Dr. Balasubramaniam Vengudusamy is a senior tribology expert, global product innovation, for Klüber Lubrication München GmbH & Co. KG, a brand of Freudenberg, located in München, Germany. Vengudusamy agrees: “Main shaft bearings are among the most critical components in a wind turbine drivetrain” as they “support the rotor and transmit loads to the gearbox and generator, operating under harsh and variable conditions.” The bearings experience a range of forces, including dynamic loads, high torque, slip, frequent start/stop cycles and prolonged standstill phases, all of which can contribute to premature failures if not properly managed. 

Vengudusamy notes three categories of common damages that are observed with main shaft bearings:

• Standstill marks and false brinelling. Vengudusamy notes that operational factors “during long idle periods or standstill phases, micro-movements under vibration, can cause fretting, corrosion and false brinelling.” These types of marks “appear as localized wear patterns on the raceways and rolling elements.” These bearings can be stressed by fluctuating loads caused by wind turbulence and rotor imbalance from extreme load events (e.g., emergency stops, grid faults, generator short circuits). 
• Micropitting and spalling. “Micropitting occurs due to surface fatigue under mixed lubrication conditions, often aggravated by inadequate film thickness and ineffective lubricant additives” and contamination. “Over time, micropitting can progress to spalling, where larger material chunks detach from the surface, severely compromising bearing integrity.”4,5 
• Electrically induced surface and subsurface damages. Vengudusamy notes that stray currents from generators or converters can pass through bearings. These stray currents can be caused by the increasing electrification of wind turbines and power electronics. “These currents cause electrical discharge machining (EDM) effects, leading to fluting, pitting and even subsurface cracking such as white etching cracks (WEC).” WEC cracks are particularly critical to detect as they can propagate quickly and are difficult to predict.6

Grosso and Arcelloni agree that the most common damage modes include “surface cracking, spalling, pitting and abrasive wear caused by metal-to-metal contact” (see Figures 1 and 2). They list other causes of premature failure as including “dust and water contamination, improper installation or misalignment and electrical discharges.” They agree: “Inadequate lubrication remains the predominant factor” in bearing failure due to “increased friction and local overheating, thereby promoting fatigue and surface damage.”


Figure 1. Damaged main shaft bearing from wind turbine. Figure courtesy of Federica Grosso.


Figure 2. Damaged main shaft bearing from wind turbine. Figure courtesy of Antonio Arcelloni.

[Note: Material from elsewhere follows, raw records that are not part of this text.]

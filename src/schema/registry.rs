//! Schema registry and dependency-ordered registration.
//!
//! Nested record types are resolved when a schema is defined, so every
//! schema a property refers to must already be registered. Batches of
//! definitions (such as a YAML document) are registered in topological
//! order using Kahn's algorithm; reference cycles are rejected.

use indexmap::IndexMap;
use regex::Regex;
use serde_json::Value as JsonValue;
use std::collections::{HashMap, HashSet, VecDeque};
use std::path::Path;
use std::sync::Arc;

use crate::error::{RecordError, SchemaError};
use crate::record::Record;
use crate::schema::document::{self, SchemaDocument};
use crate::schema::types::{Constraints, FieldType, StringFormat, TypeExpr};
use crate::schema::{Property, PropertyDef, Schema, SchemaDef};
use crate::service::ServiceDef;

/// Registry of named schemas and service method catalogs.
#[derive(Debug, Clone, Default)]
pub struct SchemaRegistry {
    schemas: IndexMap<String, Arc<Schema>>,
    pub(crate) services: IndexMap<String, ServiceDef>,
}

impl SchemaRegistry {
    /// Create an empty registry
    pub fn new() -> Self {
        Self::default()
    }

    /// Register a schema from its name and ordered property list.
    ///
    /// # Example
    /// ```
    /// use narrec::schema::{PropertyDef, SchemaRegistry, TypeExpr};
    ///
    /// let mut registry = SchemaRegistry::new();
    /// let schema = registry
    ///     .define("FindObjectReportParams", vec![PropertyDef::new("upa", TypeExpr::String)])
    ///     .unwrap();
    /// assert_eq!(schema.len(), 1);
    /// ```
    pub fn define(
        &mut self,
        name: impl Into<String>,
        properties: Vec<PropertyDef>,
    ) -> Result<Arc<Schema>, SchemaError> {
        self.define_schema(SchemaDef::new(name, properties))
    }

    /// Register a schema definition.
    pub fn define_schema(&mut self, def: SchemaDef) -> Result<Arc<Schema>, SchemaError> {
        if def.name.trim().is_empty() {
            return Err(SchemaError::EmptySchemaName);
        }
        if self.schemas.contains_key(&def.name) {
            return Err(SchemaError::DuplicateSchema { name: def.name });
        }

        let mut seen = HashSet::new();
        let mut properties = Vec::with_capacity(def.properties.len());

        for prop in &def.properties {
            if prop.name.is_empty() {
                return Err(SchemaError::EmptyPropertyName {
                    schema: def.name.clone(),
                });
            }
            if !seen.insert(prop.name.as_str()) {
                return Err(SchemaError::DuplicateProperty {
                    schema: def.name.clone(),
                    name: prop.name.clone(),
                });
            }

            let field_type = self.resolve(&def.name, &prop.type_expr)?;
            let constraints = build_constraints(&def.name, prop)?;
            let mut property = Property::new(
                prop.name.clone(),
                field_type,
                prop.optional,
                prop.doc.clone(),
                constraints,
            );

            if let Some(default) = &prop.default {
                let value = property
                    .decode(default, &prop.name)
                    .map_err(|e| SchemaError::InvalidDefault {
                        schema: def.name.clone(),
                        property: prop.name.clone(),
                        reason: e.to_string(),
                    })?;
                property.set_default(value);
            }

            properties.push(property);
        }

        let schema = Arc::new(Schema::new(def.name.clone(), def.doc, properties));
        tracing::debug!(
            schema = %schema.name(),
            properties = schema.len(),
            "Registered schema"
        );
        self.schemas.insert(def.name, schema.clone());
        Ok(schema)
    }

    /// Register a batch of definitions in dependency order.
    ///
    /// Definitions may refer to each other in any order, and to schemas that
    /// are already registered. The batch is all-or-nothing: if any definition
    /// fails, the registry is left as it was.
    pub fn define_all(&mut self, defs: Vec<SchemaDef>) -> Result<Vec<Arc<Schema>>, SchemaError> {
        let mut staged = self.clone();
        let registered = staged.define_ordered(defs)?;
        *self = staged;
        Ok(registered)
    }

    fn define_ordered(&mut self, defs: Vec<SchemaDef>) -> Result<Vec<Arc<Schema>>, SchemaError> {
        let order = compute_registration_order(&defs, |name| self.contains(name))?;

        let mut slots: Vec<Option<SchemaDef>> = defs.into_iter().map(Some).collect();
        let mut registered = Vec::with_capacity(slots.len());
        for index in order {
            if let Some(def) = slots[index].take() {
                registered.push(self.define_schema(def)?);
            }
        }
        Ok(registered)
    }

    /// Load every schema and service in a parsed document.
    pub fn load_document(&mut self, doc: SchemaDocument) -> Result<(), SchemaError> {
        self.load_documents(vec![doc])
    }

    /// Load several documents as one batch so they may reference each other.
    ///
    /// Nothing is registered unless every schema and service method in the
    /// batch is valid.
    pub fn load_documents(&mut self, docs: Vec<SchemaDocument>) -> Result<(), SchemaError> {
        let mut defs = Vec::new();
        let mut services = Vec::new();
        for doc in docs {
            defs.extend(doc.schemas);
            services.extend(doc.service);
        }

        let mut staged = self.clone();
        staged.define_ordered(defs)?;
        for service in services {
            staged.register_service(service)?;
        }
        *self = staged;
        Ok(())
    }

    /// Load a schema document from a YAML string.
    pub fn load_str(&mut self, yaml: &str) -> Result<(), SchemaError> {
        self.load_document(SchemaDocument::from_yaml_str(yaml)?)
    }

    /// Load a single schema document file.
    pub fn load_file<P: AsRef<Path>>(&mut self, path: P) -> Result<(), SchemaError> {
        let doc = document::load_document(path.as_ref())?;
        self.load_document(doc)?;
        tracing::info!("Loaded schemas from {}", path.as_ref().display());
        Ok(())
    }

    /// Load every `.yaml`/`.yml` document in a directory as one batch.
    pub fn load_dir<P: AsRef<Path>>(&mut self, dir: P) -> Result<(), SchemaError> {
        let before = self.len();
        let docs = document::load_documents(dir.as_ref())?;
        self.load_documents(docs)?;
        tracing::info!(
            "Loaded {} schemas from {}",
            self.len() - before,
            dir.as_ref().display()
        );
        Ok(())
    }

    /// Look up a schema by name
    pub fn get(&self, name: &str) -> Option<&Arc<Schema>> {
        self.schemas.get(name)
    }

    /// Look up a schema, failing with `UnknownSchema`.
    pub fn schema(&self, name: &str) -> Result<Arc<Schema>, RecordError> {
        self.schemas
            .get(name)
            .cloned()
            .ok_or_else(|| RecordError::UnknownSchema {
                name: name.to_string(),
            })
    }

    /// True if a schema of this name is registered
    pub fn contains(&self, name: &str) -> bool {
        self.schemas.contains_key(name)
    }

    /// Schema names in registration order.
    pub fn names(&self) -> impl Iterator<Item = &str> {
        self.schemas.keys().map(String::as_str)
    }

    /// Schemas in registration order
    pub fn iter(&self) -> impl Iterator<Item = &Arc<Schema>> {
        self.schemas.values()
    }

    /// Number of registered schemas
    pub fn len(&self) -> usize {
        self.schemas.len()
    }

    pub fn is_empty(&self) -> bool {
        self.schemas.is_empty()
    }

    /// Create an empty record of the named schema.
    pub fn record(&self, name: &str) -> Result<Record, RecordError> {
        Ok(Record::new(self.schema(name)?))
    }

    /// Decode a wire object against the named schema.
    pub fn deserialize(&self, name: &str, wire: &JsonValue) -> Result<Record, RecordError> {
        Record::from_wire(self.schema(name)?, wire)
    }

    fn resolve(&self, owner: &str, expr: &TypeExpr) -> Result<FieldType, SchemaError> {
        Ok(match expr {
            TypeExpr::String => FieldType::String,
            TypeExpr::Int => FieldType::Int,
            TypeExpr::Float => FieldType::Float,
            TypeExpr::Bool => FieldType::Bool,
            TypeExpr::Any => FieldType::Any,
            TypeExpr::List(inner) => FieldType::List(Box::new(self.resolve(owner, inner)?)),
            TypeExpr::Mapping(inner) => FieldType::Mapping(Box::new(self.resolve(owner, inner)?)),
            TypeExpr::Named(target) => match self.schemas.get(target) {
                Some(schema) => FieldType::Record(schema.clone()),
                None => {
                    return Err(SchemaError::UnresolvedReference {
                        schema: owner.to_string(),
                        target: target.clone(),
                    })
                }
            },
        })
    }
}

fn build_constraints(schema: &str, prop: &PropertyDef) -> Result<Constraints, SchemaError> {
    let invalid = |reason: String| SchemaError::InvalidConstraint {
        schema: schema.to_string(),
        property: prop.name.clone(),
        reason,
    };

    let pattern = prop
        .pattern
        .as_deref()
        .map(Regex::new)
        .transpose()
        .map_err(|e| invalid(e.to_string()))?;

    let format = prop
        .format
        .as_deref()
        .map(|f| f.parse::<StringFormat>())
        .transpose()
        .map_err(invalid)?;

    let constraints = Constraints {
        pattern,
        allowed: prop.allowed.clone(),
        format,
    };

    if !constraints.is_empty() && !holds_strings(&prop.type_expr) {
        return Err(invalid(format!(
            "string constraints on non-string type {}",
            prop.type_expr
        )));
    }

    Ok(constraints)
}

fn holds_strings(expr: &TypeExpr) -> bool {
    match expr {
        TypeExpr::String => true,
        TypeExpr::List(inner) | TypeExpr::Mapping(inner) => holds_strings(inner),
        _ => false,
    }
}

/// Compute the order in which a batch of definitions must be registered.
///
/// Returns indexes into `defs` such that every schema comes after the
/// schemas it references. References satisfied by `is_known` (already
/// registered schemas) impose no ordering. Ties keep document order.
///
/// # Errors
/// - `DuplicateSchema` if two definitions share a name
/// - `UnresolvedReference` if a reference is neither in the batch nor known
/// - `CircularReference` if the references form a cycle (including self-references)
pub fn compute_registration_order<F>(
    defs: &[SchemaDef],
    is_known: F,
) -> Result<Vec<usize>, SchemaError>
where
    F: Fn(&str) -> bool,
{
    let mut positions: HashMap<&str, usize> = HashMap::new();
    for (i, def) in defs.iter().enumerate() {
        if positions.insert(def.name.as_str(), i).is_some() {
            return Err(SchemaError::DuplicateSchema {
                name: def.name.clone(),
            });
        }
    }

    let mut in_degree = vec![0usize; defs.len()];
    let mut dependents: Vec<Vec<usize>> = vec![Vec::new(); defs.len()];

    for (i, def) in defs.iter().enumerate() {
        for dep in def.dependencies() {
            match positions.get(dep) {
                Some(&j) => {
                    in_degree[i] += 1;
                    dependents[j].push(i);
                }
                None if is_known(dep) => {}
                None => {
                    return Err(SchemaError::UnresolvedReference {
                        schema: def.name.clone(),
                        target: dep.to_string(),
                    })
                }
            }
        }
    }

    let mut queue: VecDeque<usize> = (0..defs.len()).filter(|&i| in_degree[i] == 0).collect();
    let mut sorted = Vec::with_capacity(defs.len());

    while let Some(i) = queue.pop_front() {
        sorted.push(i);
        for &dependent in &dependents[i] {
            in_degree[dependent] -= 1;
            if in_degree[dependent] == 0 {
                queue.push_back(dependent);
            }
        }
    }

    if sorted.len() != defs.len() {
        let schemas = defs
            .iter()
            .enumerate()
            .filter(|(i, _)| !sorted.contains(i))
            .map(|(_, def)| def.name.clone())
            .collect();
        return Err(SchemaError::CircularReference { schemas });
    }

    Ok(sorted)
}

Uffe Larsen, senior mechanical engineer with Orsted, WTG Electrical & Mechanical located in Gentofte, Denmark, notes that information about the primary damages seen in wind turbine main shaft bearings, along with information about their possible causes, can be company sensitive and also varies across turbine types. Larsen agrees: “Generally, unexpected bearing damage results in downtime and production losses.” Bearing “replacement itself is costly, involving not only the price of the bearing but also the expense of mobilizing a jack-up vessel for the exchange on offshore turbines.” 

Grosso and Arcelloni observe: “From an operational standpoint, bearing degradation negatively impacts turbine efficiency by raising friction, temperature and vibration levels.” These impacts reduce energy production, while accelerating the deterioration of adjacent components. They say, “In the absence of an effective condition-based maintenance (CBM) strategy, sudden failures may occur, leading to unplanned turbine shutdowns.” In these cases, “predictive intervention is not feasible, leading to extended downtime and substantial energy losses and maintenance costs.”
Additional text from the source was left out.